● **INFORMATION SHOWN**
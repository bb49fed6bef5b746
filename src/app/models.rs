//! Data models for liftwatch
//!
//! This module contains the core data structures for representing lift status
//! log entries and hourly wind forecast samples. Records are constructed fresh
//! on every refresh cycle and never mutated after creation.

use crate::constants;
use chrono::{DateTime, FixedOffset, NaiveDate, NaiveDateTime};
use serde::{Deserialize, Serialize};

// =============================================================================
// Raw Spreadsheet Row
// =============================================================================

/// One spreadsheet row as exported, before any typing
///
/// All values are strings; columns absent from the export deserialize as
/// empty strings rather than failing the row.
#[derive(Debug, Clone, Default, PartialEq, Deserialize, Serialize)]
pub struct RawStatusRow {
    /// Lift name
    #[serde(rename = "Lift", default)]
    pub lift: String,

    /// Operational status classification label
    #[serde(rename = "MEOW Category", default)]
    pub category: String,

    /// Free-text reasoning for the current status
    #[serde(rename = "MEOW Reasoning", default)]
    pub reasoning: String,

    /// Timestamp string for when the status event was logged
    #[serde(rename = "10.60 TIME", default)]
    pub event_time: String,

    /// Resolution marker; non-empty means the event is resolved
    #[serde(rename = "10.63", default)]
    pub resolved: String,

    /// Fault description
    #[serde(rename = "Fault", default)]
    pub fault: String,
}

// =============================================================================
// Lift Category
// =============================================================================

/// Operational status classification of a lift
///
/// Only `ReducedSpeed` and `Hold` are recognized by the category filter;
/// any other label passes through ingestion as `Other` and is dropped later.
#[derive(Debug, Clone, PartialEq, Eq, Serialize, Deserialize)]
pub enum LiftCategory {
    /// Operation continues at reduced speed
    ReducedSpeed,
    /// Operation fully stopped
    Hold,
    /// Unrecognized label, retained verbatim
    Other(String),
}

impl LiftCategory {
    /// Classify a raw category label
    pub fn from_label(label: &str) -> Self {
        match label.trim() {
            constants::CATEGORY_REDUCED_SPEED => Self::ReducedSpeed,
            constants::CATEGORY_HOLD => Self::Hold,
            other => Self::Other(other.to_string()),
        }
    }

    /// True for the two labels recognized by the category filter
    pub fn is_recognized(&self) -> bool {
        matches!(self, Self::ReducedSpeed | Self::Hold)
    }
}

impl std::fmt::Display for LiftCategory {
    fn fmt(&self, f: &mut std::fmt::Formatter<'_>) -> std::fmt::Result {
        match self {
            Self::ReducedSpeed => write!(f, "{}", constants::CATEGORY_REDUCED_SPEED),
            Self::Hold => write!(f, "{}", constants::CATEGORY_HOLD),
            Self::Other(label) => write!(f, "{}", label),
        }
    }
}

// =============================================================================
// Lift Status Record
// =============================================================================

/// A typed lift status log entry
///
/// Produced by record ingestion from a [`RawStatusRow`]. `event_time` is
/// `None` when the timestamp string failed to parse; the record is then
/// dropped by the date filter rather than by ingestion. `duration_hours` is
/// filled in by the categorizer for records that survive filtering.
#[derive(Debug, Clone, PartialEq, Serialize, Deserialize)]
pub struct LiftStatusRecord {
    /// Lift name
    pub lift_name: String,

    /// Operational status classification
    pub category: LiftCategory,

    /// Free-text reasoning (may mention "wind")
    pub reasoning: String,

    /// When the status event was logged; `None` if unparseable
    pub event_time: Option<NaiveDateTime>,

    /// Non-empty marker means the event has been resolved
    pub resolved_marker: String,

    /// Fault description, display only
    pub fault_text: String,

    /// Hours elapsed since `event_time`, rounded to 2 decimals
    ///
    /// Negative when `event_time` is in the future relative to the cycle's
    /// `now`; deliberately not clamped.
    pub duration_hours: Option<f64>,
}

impl LiftStatusRecord {
    /// True when the resolution marker is empty (event still open)
    pub fn is_unresolved(&self) -> bool {
        self.resolved_marker.trim().is_empty()
    }

    /// True when the reasoning mentions wind, case-insensitively
    pub fn is_wind_related(&self) -> bool {
        self.reasoning
            .to_lowercase()
            .contains(constants::WIND_REASON_SUBSTRING)
    }

    /// Calendar date of the event, if the timestamp parsed
    pub fn event_date(&self) -> Option<NaiveDate> {
        self.event_time.map(|t| t.date())
    }

    /// Event time formatted for display (e.g. "08:30 AM"), empty if unset
    pub fn event_time_label(&self) -> String {
        self.event_time
            .map(|t| t.format("%I:%M %p").to_string())
            .unwrap_or_default()
    }
}

// =============================================================================
// Categorized Views
// =============================================================================

/// The three output views of the filter & categorize step
///
/// `wind_hold` and `other_hold` are disjoint and together contain every Hold
/// record in `all_filtered`; reduced-speed records appear only in
/// `all_filtered`.
#[derive(Debug, Clone, Default, PartialEq, Serialize)]
pub struct CategorizedLifts {
    /// All of today's unresolved records with a recognized category
    pub all_filtered: Vec<LiftStatusRecord>,

    /// Holds whose reasoning mentions wind
    pub wind_hold: Vec<LiftStatusRecord>,

    /// Holds for any other reason
    pub other_hold: Vec<LiftStatusRecord>,
}

impl CategorizedLifts {
    /// Empty views with the documented schema
    pub fn empty() -> Self {
        Self::default()
    }

    /// All Hold records (wind-related first, matching partition order)
    pub fn holds_all(&self) -> Vec<&LiftStatusRecord> {
        self.wind_hold.iter().chain(self.other_hold.iter()).collect()
    }

    /// Records retained only in the full filtered set
    pub fn reduced_speed(&self) -> Vec<&LiftStatusRecord> {
        self.all_filtered
            .iter()
            .filter(|r| r.category == LiftCategory::ReducedSpeed)
            .collect()
    }
}

// =============================================================================
// Wind Forecast
// =============================================================================

/// One hourly wind forecast period
///
/// Speed and gust are `None` when the source string was missing or did not
/// parse; a malformed sample never aborts the fetch.
#[derive(Debug, Clone, PartialEq, Serialize, Deserialize)]
pub struct WindForecastSample {
    /// Start of the forecast period
    pub start_time: Option<DateTime<FixedOffset>>,

    /// Sustained wind speed in mph
    pub wind_speed_mph: Option<i32>,

    /// Wind gust in mph, where forecast
    pub wind_gust_mph: Option<i32>,

    /// Compass direction label (e.g. "NW")
    pub wind_direction: String,
}

impl WindForecastSample {
    /// Period start formatted for display (e.g. "08:00 AM"), empty if unset
    pub fn hour_label(&self) -> String {
        self.start_time
            .map(|t| t.format("%I:%M %p").to_string())
            .unwrap_or_default()
    }
}

/// Directional summary of near-term forecast wind speed
#[derive(Debug, Clone, Copy, PartialEq, Eq, Serialize, Deserialize)]
pub enum WindTrend {
    /// Speed rising across the trend window
    Increasing,
    /// Speed falling across the trend window
    Decreasing,
    /// Within the no-change threshold
    NoChange,
    /// Too few samples or missing speeds
    NotAvailable,
}

impl WindTrend {
    /// Display label matching the dashboard wording
    pub fn as_str(&self) -> &'static str {
        match self {
            Self::Increasing => "Increasing",
            Self::Decreasing => "Decreasing",
            Self::NoChange => "No Change",
            Self::NotAvailable => "N/A",
        }
    }
}

impl std::fmt::Display for WindTrend {
    fn fmt(&self, f: &mut std::fmt::Formatter<'_>) -> std::fmt::Result {
        write!(f, "{}", self.as_str())
    }
}

#[cfg(test)]
mod tests {
    use super::*;
    use chrono::NaiveDate;

    fn record(category: LiftCategory, reasoning: &str, resolved: &str) -> LiftStatusRecord {
        LiftStatusRecord {
            lift_name: "Jupiter".to_string(),
            category,
            reasoning: reasoning.to_string(),
            event_time: NaiveDate::from_ymd_opt(2025, 2, 28)
                .unwrap()
                .and_hms_opt(7, 45, 0),
            resolved_marker: resolved.to_string(),
            fault_text: "Wind > 40mph".to_string(),
            duration_hours: None,
        }
    }

    mod category_tests {
        use super::*;

        #[test]
        fn test_recognized_labels() {
            assert_eq!(
                LiftCategory::from_label("Reduced/Adjust Speed"),
                LiftCategory::ReducedSpeed
            );
            assert_eq!(LiftCategory::from_label("Hold"), LiftCategory::Hold);
            assert_eq!(LiftCategory::from_label(" Hold "), LiftCategory::Hold);
        }

        #[test]
        fn test_unrecognized_label_passes_through() {
            let cat = LiftCategory::from_label("Scheduled Maintenance");
            assert_eq!(
                cat,
                LiftCategory::Other("Scheduled Maintenance".to_string())
            );
            assert!(!cat.is_recognized());
        }

        #[test]
        fn test_display_round_trips_labels() {
            assert_eq!(LiftCategory::Hold.to_string(), "Hold");
            assert_eq!(
                LiftCategory::ReducedSpeed.to_string(),
                "Reduced/Adjust Speed"
            );
            assert_eq!(
                LiftCategory::Other("Closed".to_string()).to_string(),
                "Closed"
            );
        }
    }

    mod record_tests {
        use super::*;

        #[test]
        fn test_unresolved_marker() {
            assert!(record(LiftCategory::Hold, "High wind", "").is_unresolved());
            assert!(record(LiftCategory::Hold, "High wind", "  ").is_unresolved());
            assert!(!record(LiftCategory::Hold, "High wind", "done").is_unresolved());
        }

        #[test]
        fn test_wind_match_is_case_insensitive() {
            assert!(record(LiftCategory::Hold, "High wind", "").is_wind_related());
            assert!(record(LiftCategory::Hold, "WIND gusts", "").is_wind_related());
            assert!(record(LiftCategory::Hold, "Windy ridge", "").is_wind_related());
            assert!(!record(LiftCategory::Hold, "Mechanical issue", "").is_wind_related());
            assert!(!record(LiftCategory::Hold, "", "").is_wind_related());
        }

        #[test]
        fn test_event_time_label() {
            let r = record(LiftCategory::Hold, "High wind", "");
            assert_eq!(r.event_time_label(), "07:45 AM");

            let mut unparsed = r.clone();
            unparsed.event_time = None;
            assert_eq!(unparsed.event_time_label(), "");
        }
    }

    mod view_tests {
        use super::*;

        #[test]
        fn test_holds_all_spans_both_partitions() {
            let views = CategorizedLifts {
                all_filtered: vec![
                    record(LiftCategory::Hold, "High wind", ""),
                    record(LiftCategory::Hold, "Mechanical issue", ""),
                    record(LiftCategory::ReducedSpeed, "Wind", ""),
                ],
                wind_hold: vec![record(LiftCategory::Hold, "High wind", "")],
                other_hold: vec![record(LiftCategory::Hold, "Mechanical issue", "")],
            };

            assert_eq!(views.holds_all().len(), 2);
            assert_eq!(views.reduced_speed().len(), 1);
        }

        #[test]
        fn test_empty_views() {
            let views = CategorizedLifts::empty();
            assert!(views.all_filtered.is_empty());
            assert!(views.holds_all().is_empty());
            assert!(views.reduced_speed().is_empty());
        }
    }

    mod trend_tests {
        use super::*;

        #[test]
        fn test_trend_labels() {
            assert_eq!(WindTrend::Increasing.to_string(), "Increasing");
            assert_eq!(WindTrend::Decreasing.to_string(), "Decreasing");
            assert_eq!(WindTrend::NoChange.to_string(), "No Change");
            assert_eq!(WindTrend::NotAvailable.to_string(), "N/A");
        }
    }

    #[test]
    fn test_raw_row_deserializes_with_missing_columns() {
        let data = "Lift,MEOW Category\nJupiter,Hold\n";
        let mut reader = csv::Reader::from_reader(data.as_bytes());
        let row: RawStatusRow = reader.deserialize().next().unwrap().unwrap();
        assert_eq!(row.lift, "Jupiter");
        assert_eq!(row.category, "Hold");
        assert_eq!(row.resolved, "");
        assert_eq!(row.event_time, "");
    }
}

● **DIRECTIONS FOR THIS TASK**
Could you reproduce, exactly, every line above from the line with "the forecast period" to the line with "resolved: &str) ->", and no other line? Both ends count.

● **OUTPUT**
    /// Start of the forecast period
    pub start_time: Option<DateTime<FixedOffset>>,

    /// Sustained wind speed in mph
    pub wind_speed_mph: Option<i32>,

    /// Wind gust in mph, where forecast
    pub wind_gust_mph: Option<i32>,

    /// Compass direction label (e.g. "NW")
    pub wind_direction: String,
}

impl WindForecastSample {
    /// Period start formatted for display (e.g. "08:00 AM"), empty if unset
    pub fn hour_label(&self) -> String {
        self.start_time
            .map(|t| t.format("%I:%M %p").to_string())
            .unwrap_or_default()
    }
}

/// Directional summary of near-term forecast wind speed
#[derive(Debug, Clone, Copy, PartialEq, Eq, Serialize, Deserialize)]
pub enum WindTrend {
    /// Speed rising across the trend window
    Increasing,
    /// Speed falling across the trend window
    Decreasing,
    /// Within the no-change threshold
    NoChange,
    /// Too few samples or missing speeds
    NotAvailable,
}

impl WindTrend {
    /// Display label matching the dashboard wording
    pub fn as_str(&self) -> &'static str {
        match self {
            Self::Increasing => "Increasing",
            Self::Decreasing => "Decreasing",
            Self::NoChange => "No Change",
            Self::NotAvailable => "N/A",
        }
    }
}

impl std::fmt::Display for WindTrend {
    fn fmt(&self, f: &mut std::fmt::Formatter<'_>) -> std::fmt::Result {
        write!(f, "{}", self.as_str())
    }
}

#[cfg(test)]
mod tests {
    use super::*;
    use chrono::NaiveDate;

    fn record(category: LiftCategory, reasoning: &str, resolved: &str) -> LiftStatusRecord {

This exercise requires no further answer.